◆ Exercise description: Every line in the listing below that holds the word "FieldSpec" should be returned.

◆ Data for review:
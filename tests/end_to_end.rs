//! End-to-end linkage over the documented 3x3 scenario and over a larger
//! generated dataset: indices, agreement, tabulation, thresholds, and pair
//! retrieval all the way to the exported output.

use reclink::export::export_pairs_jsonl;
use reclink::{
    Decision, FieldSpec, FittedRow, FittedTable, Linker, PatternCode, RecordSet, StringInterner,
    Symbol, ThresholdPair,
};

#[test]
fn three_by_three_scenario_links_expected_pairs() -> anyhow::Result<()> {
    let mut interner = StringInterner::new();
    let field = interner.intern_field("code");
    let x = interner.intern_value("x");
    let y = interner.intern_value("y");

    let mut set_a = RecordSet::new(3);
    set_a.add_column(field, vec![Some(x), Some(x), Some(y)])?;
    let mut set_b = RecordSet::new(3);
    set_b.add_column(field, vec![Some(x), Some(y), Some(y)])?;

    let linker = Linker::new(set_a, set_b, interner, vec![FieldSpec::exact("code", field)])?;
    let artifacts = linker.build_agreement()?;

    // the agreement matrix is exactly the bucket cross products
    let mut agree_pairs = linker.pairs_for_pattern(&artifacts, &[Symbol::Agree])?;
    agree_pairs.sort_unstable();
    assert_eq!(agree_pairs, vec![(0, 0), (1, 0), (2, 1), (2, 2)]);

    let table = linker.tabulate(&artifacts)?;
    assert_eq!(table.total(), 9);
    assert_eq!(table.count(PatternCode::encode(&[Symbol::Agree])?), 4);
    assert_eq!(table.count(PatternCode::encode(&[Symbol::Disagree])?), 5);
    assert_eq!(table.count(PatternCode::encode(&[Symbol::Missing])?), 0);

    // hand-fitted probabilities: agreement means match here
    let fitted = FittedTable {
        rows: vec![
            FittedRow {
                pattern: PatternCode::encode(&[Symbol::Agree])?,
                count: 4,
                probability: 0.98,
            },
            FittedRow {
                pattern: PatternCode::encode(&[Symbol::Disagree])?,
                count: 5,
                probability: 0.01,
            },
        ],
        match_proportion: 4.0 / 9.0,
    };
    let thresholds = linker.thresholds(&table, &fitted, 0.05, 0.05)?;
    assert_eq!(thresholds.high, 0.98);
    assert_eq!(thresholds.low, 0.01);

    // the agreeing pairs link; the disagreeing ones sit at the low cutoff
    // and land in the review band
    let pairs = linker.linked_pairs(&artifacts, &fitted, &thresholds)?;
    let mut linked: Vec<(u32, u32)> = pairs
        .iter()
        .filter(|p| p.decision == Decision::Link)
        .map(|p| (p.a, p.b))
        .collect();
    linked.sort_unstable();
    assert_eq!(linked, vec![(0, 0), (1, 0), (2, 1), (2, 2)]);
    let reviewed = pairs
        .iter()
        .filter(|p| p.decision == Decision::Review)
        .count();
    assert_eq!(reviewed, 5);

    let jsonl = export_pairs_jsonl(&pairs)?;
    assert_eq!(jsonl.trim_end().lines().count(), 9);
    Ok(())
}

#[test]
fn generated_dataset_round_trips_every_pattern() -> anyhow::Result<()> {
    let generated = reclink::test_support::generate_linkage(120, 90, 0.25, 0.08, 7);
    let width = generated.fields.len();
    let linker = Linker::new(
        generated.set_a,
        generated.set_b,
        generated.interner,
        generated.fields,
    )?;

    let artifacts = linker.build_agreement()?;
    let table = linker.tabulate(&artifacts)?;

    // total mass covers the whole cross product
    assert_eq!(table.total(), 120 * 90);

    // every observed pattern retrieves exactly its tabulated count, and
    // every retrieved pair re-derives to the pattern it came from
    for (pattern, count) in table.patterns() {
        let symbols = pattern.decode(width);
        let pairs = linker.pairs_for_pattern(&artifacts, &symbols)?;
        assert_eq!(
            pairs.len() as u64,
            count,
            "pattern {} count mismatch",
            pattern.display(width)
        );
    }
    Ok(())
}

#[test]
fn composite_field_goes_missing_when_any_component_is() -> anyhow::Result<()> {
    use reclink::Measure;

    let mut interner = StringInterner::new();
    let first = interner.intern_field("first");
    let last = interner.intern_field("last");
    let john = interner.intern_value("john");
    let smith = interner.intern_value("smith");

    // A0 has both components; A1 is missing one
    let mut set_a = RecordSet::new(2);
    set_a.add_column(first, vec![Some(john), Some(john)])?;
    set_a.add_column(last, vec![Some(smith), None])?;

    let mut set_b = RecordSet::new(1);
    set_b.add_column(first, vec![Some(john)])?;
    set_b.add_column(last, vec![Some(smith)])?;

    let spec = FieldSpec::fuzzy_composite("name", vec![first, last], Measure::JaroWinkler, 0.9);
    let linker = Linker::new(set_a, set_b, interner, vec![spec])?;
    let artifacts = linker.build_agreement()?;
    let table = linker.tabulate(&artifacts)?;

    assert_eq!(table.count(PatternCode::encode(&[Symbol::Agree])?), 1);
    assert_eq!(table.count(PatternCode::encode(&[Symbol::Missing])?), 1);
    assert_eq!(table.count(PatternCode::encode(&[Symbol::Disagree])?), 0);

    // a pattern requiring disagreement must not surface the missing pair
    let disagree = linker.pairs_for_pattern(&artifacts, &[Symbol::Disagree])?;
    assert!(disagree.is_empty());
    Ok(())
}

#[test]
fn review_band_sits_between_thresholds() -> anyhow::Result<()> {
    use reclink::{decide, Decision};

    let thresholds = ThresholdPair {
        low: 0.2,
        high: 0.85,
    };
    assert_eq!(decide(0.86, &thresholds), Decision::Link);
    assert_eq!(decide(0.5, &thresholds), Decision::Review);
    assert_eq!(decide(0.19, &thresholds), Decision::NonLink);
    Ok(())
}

◆ Result of the task:
    Decision, FieldSpec, FittedRow, FittedTable, Linker, PatternCode, RecordSet, StringInterner,
    let linker = Linker::new(set_a, set_b, interner, vec![FieldSpec::exact("code", field)])?;
    let spec = FieldSpec::fuzzy_composite("name", vec![first, last], Measure::JaroWinkler, 0.9);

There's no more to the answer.